Segment Start: Supplied material

//! Outer SAV record.
//!
//! An SAV data record wraps the rule list in a descriptor:
//!
//! - savRuleType (u8): allowlist / blocklist
//! - savTargetType (u8): interface-based / prefix-based
//! - savMatchedContentList (subTemplateList)
//! - savPolicyAction (u8): permit / discard / rate-limit / redirect
//!
//! Field values arrive already split out by the IPFIX collector library as
//! `(information element id, bytes)` pairs, with varlen prefixes stripped.
//! The element ids come from [`InfoElementIds`].

use crate::config::{DecoderConfig, InfoElementIds};
use crate::diagnostics::{Diagnostic, DiagnosticSink, TracingSink};
use crate::error::{Result, SavError};
use crate::list::{DecodedList, ListDecoder};
use crate::rule::ValidationMode;
use crate::template::read_header;
use std::fmt;

macro_rules! wire_enum {
    (
        $(#[$meta:meta])*
        $name:ident { $($variant:ident = $value:literal => $text:literal),+ $(,)? }
    ) => {
        $(#[$meta])*
        #[derive(Debug, Clone, Copy, PartialEq, Eq, Hash)]
        pub enum $name {
            $($variant,)+
            /// Value not known to this decoder, kept as received.
            Unknown(u8),
        }

        impl $name {
            pub const fn value(self) -> u8 {
                match self {
                    $($name::$variant => $value,)+
                    $name::Unknown(v) => v,
                }
            }
        }

        impl From<u8> for $name {
            fn from(value: u8) -> Self {
                match value {
                    $($value => $name::$variant,)+
                    other => $name::Unknown(other),
                }
            }
        }

        impl fmt::Display for $name {
            fn fmt(&self, f: &mut fmt::Formatter<'_>) -> fmt::Result {
                match self {
                    $($name::$variant => f.write_str($text),)+
                    $name::Unknown(v) => write!(f, "unknown({})", v),
                }
            }
        }
    };
}

wire_enum! {
    /// savRuleType
    RuleType {
        Allowlist = 0 => "allowlist",
        Blocklist = 1 => "blocklist",
    }
}

wire_enum! {
    /// savTargetType
    TargetType {
        InterfaceBased = 0 => "interface-based",
        PrefixBased = 1 => "prefix-based",
    }
}

wire_enum! {
    /// savPolicyAction
    PolicyAction {
        Permit = 0 => "permit",
        Discard = 1 => "discard",
        RateLimit = 2 => "rate-limit",
        Redirect = 3 => "redirect",
    }
}

/// A decoded outer SAV record with its rule list.
#[derive(Debug, Clone, PartialEq, Eq)]
pub struct SavDescriptor {
    pub rule_type: RuleType,
    pub target_type: TargetType,
    pub policy_action: PolicyAction,
    /// Mode stamped on every rule, explicit or implied by the sub-template.
    pub validation_mode: u8,
    pub match_count: Option<u8>,
    pub list: DecodedList,
}

/// Decodes outer SAV records using configured information element ids.
#[derive(Debug, Clone)]
pub struct DescriptorDecoder<S = TracingSink> {
    ids: InfoElementIds,
    list: ListDecoder<S>,
}

impl DescriptorDecoder<TracingSink> {
    pub fn new(config: &DecoderConfig) -> Self {
        Self {
            ids: config.info_elements.clone(),
            list: ListDecoder::from_config(config),
        }
    }
}

impl<S: DiagnosticSink> DescriptorDecoder<S> {
    /// Replaces the diagnostic sink.
    pub fn with_sink<T: DiagnosticSink>(self, sink: T) -> DescriptorDecoder<T> {
        DescriptorDecoder {
            ids: self.ids,
            list: self.list.with_sink(sink),
        }
    }

    pub fn sink(&self) -> &S {
        self.list.sink()
    }

    /// Decodes one outer record from its field values.
    ///
    /// Fields with ids not configured for SAV are ignored. If an id appears
    /// more than once the first occurrence is used.
    ///
    /// # Errors
    ///
    /// - [`SavError::MissingField`] if a required field is absent.
    /// - [`SavError::InvalidField`] if a scalar field is not 1 byte, or the
    ///   list is longer than 65535 bytes.
    /// - Any error from [`ListDecoder::decode`].
    pub fn decode(&self, fields: &[(u16, &[u8])]) -> Result<SavDescriptor> {
        let rule_type = self.scalar(fields, self.ids.rule_type, "savRuleType")?;
        let target_type = self.scalar(fields, self.ids.target_type, "savTargetType")?;
        let policy_action = self.scalar(fields, self.ids.policy_action, "savPolicyAction")?;

        let content = find(fields, self.ids.matched_content)
            .ok_or(SavError::MissingField("savMatchedContentList"))?;
        let content_len = u16::try_from(content.len()).map_err(|_| SavError::InvalidField {
            field: "savMatchedContentList",
            len: content.len(),
        })?;

        let validation_mode = match self.optional_scalar(
            fields,
            self.ids.validation_mode,
            "savValidationMode",
        )? {
            Some(mode) => mode,
            // header errors resurface from the list decode below
            None => read_header(content)
                .map(|header| ValidationMode::for_template(header.template).value())
                .unwrap_or_default(),
        };

        let match_count = self.optional_scalar(fields, self.ids.match_count, "savMatchCount")?;
        let list = self.list.decode(content, content_len, validation_mode)?;

        if let Some(declared) = match_count {
            if usize::from(declared) != list.len() {
                self.list.sink().report(&Diagnostic::MatchCountMismatch {
                    declared,
                    decoded: list.len(),
                });
            }
        }

        Ok(SavDescriptor {
            rule_type: RuleType::from(rule_type),
            target_type: TargetType::from(target_type),
            policy_action: PolicyAction::from(policy_action),
            validation_mode,
            match_count,
            list,
        })
    }

    fn scalar(&self, fields: &[(u16, &[u8])], ie: u16, name: &'static str) -> Result<u8> {
        self.optional_scalar(fields, Some(ie), name)?
            .ok_or(SavError::MissingField(name))
    }

    fn optional_scalar(
        &self,
        fields: &[(u16, &[u8])],
        ie: Option<u16>,
        name: &'static str,
    ) -> Result<Option<u8>> {
        let Some(value) = ie.and_then(|ie| find(fields, ie)) else {
            return Ok(None);
        };

        match value {
            [byte] => Ok(Some(*byte)),
            other => Err(SavError::InvalidField {
                field: name,
                len: other.len(),
            }),
        }
    }
}

fn find<'a>(fields: &[(u16, &'a [u8])], ie: u16) -> Option<&'a [u8]> {
    fields
        .iter()
        .find(|(id, _)| *id == ie)
        .map(|(_, value)| *value)
}
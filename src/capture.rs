//! Capture state machine
//!
//! A capture-capable unit stationed on a capturable structure chips away
//! at it one command at a time. Three increments flip ownership. Walking
//! away, or starting on a different structure, forfeits all progress.

use crate::catalog::terrain::Terrain;
use crate::core::error::{EngineError, Result};
use crate::core::types::UnitId;
use crate::state::GameState;
use crate::unit::Unit;

/// Increments needed before ownership transfers
pub const CAPTURE_THRESHOLD: u8 = 3;

/// What a capture command achieved
#[derive(Debug, Clone, Copy, PartialEq, Eq)]
pub enum CaptureOutcome {
    /// Still working on it
    Progress { remaining: u8 },
    /// Ownership transferred this command
    Captured { terrain: Terrain },
}

/// Drop any capture progress a unit carried away from its target tile
///
/// Called after relocation: progress only survives while the unit stands
/// on the exact structure it was taking.
pub fn reset_if_departed(unit: &mut Unit) {
    if let Some(target) = unit.capture_target {
        if target != unit.pos {
            unit.capture_progress = 0;
            unit.capture_target = None;
        }
    }
}

/// Advance a unit's capture of the structure underfoot
///
/// Validates capability and terrain, restarts the counter when the unit
/// switched structures since its last increment, and transfers ownership
/// at the threshold. The caller pays the action point and runs the
/// victory check.
pub fn advance_capture(state: &mut GameState, unit_id: UnitId) -> Result<CaptureOutcome> {
    let unit = state
        .units
        .get(unit_id)
        .ok_or_else(|| EngineError::InvalidSelection("no such unit".into()))?;

    if !unit.stats().can_capture {
        return Err(EngineError::InvalidSelection(format!(
            "{} cannot capture structures",
            unit.kind.name()
        )));
    }

    let pos = unit.pos;
    let tile = state.board.tile(pos).expect("unit off the board");
    if !tile.terrain.capturable() {
        return Err(EngineError::NotCapturable(pos));
    }
    if tile.owner == Some(unit.faction) {
        return Err(EngineError::NotCapturable(pos));
    }

    let terrain = tile.terrain;
    let faction = unit.faction;

    let unit = state.units.get_mut(unit_id).unwrap();
    if unit.capture_target != Some(pos) {
        // Switched structures: the counter starts over
        unit.capture_progress = 0;
        unit.capture_target = Some(pos);
    }
    unit.capture_progress += 1;

    if unit.capture_progress >= CAPTURE_THRESHOLD {
        unit.capture_progress = 0;
        unit.capture_target = None;
        state.board.set_owner(pos, Some(faction));
        state.push_capture_event(faction, terrain, pos);
        Ok(CaptureOutcome::Captured { terrain })
    } else {
        Ok(CaptureOutcome::Progress {
            remaining: CAPTURE_THRESHOLD - unit.capture_progress,
        })
    }
}

#[cfg(test)]
mod tests {
    use super::*;
    use crate::catalog::unit::UnitKind;
    use crate::core::types::{Coord, FactionId};

    #[test]
    fn test_reset_only_when_departed() {
        let mut unit = Unit::new(
            UnitId(1),
            UnitKind::Infantry,
            FactionId(1),
            Coord::new(2, 2),
        );
        unit.capture_progress = 2;
        unit.capture_target = Some(Coord::new(2, 2));

        // Still standing on the target: progress stays
        reset_if_departed(&mut unit);
        assert_eq!(unit.capture_progress, 2);

        unit.pos = Coord::new(3, 2);
        reset_if_departed(&mut unit);
        assert_eq!(unit.capture_progress, 0);
        assert_eq!(unit.capture_target, None);
    }
}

Segment End: Supplied material

- [Task statement]: The required output is the stretch of entries above from the line containing "unit.capture_target = Some(pos);" through the line containing "state.board.set_owner(pos, Some(faction));", reproduced exactly.

- [Result below]:
        unit.capture_target = Some(pos);
    }
    unit.capture_progress += 1;

    if unit.capture_progress >= CAPTURE_THRESHOLD {
        unit.capture_progress = 0;
        unit.capture_target = None;
        state.board.set_owner(pos, Some(faction));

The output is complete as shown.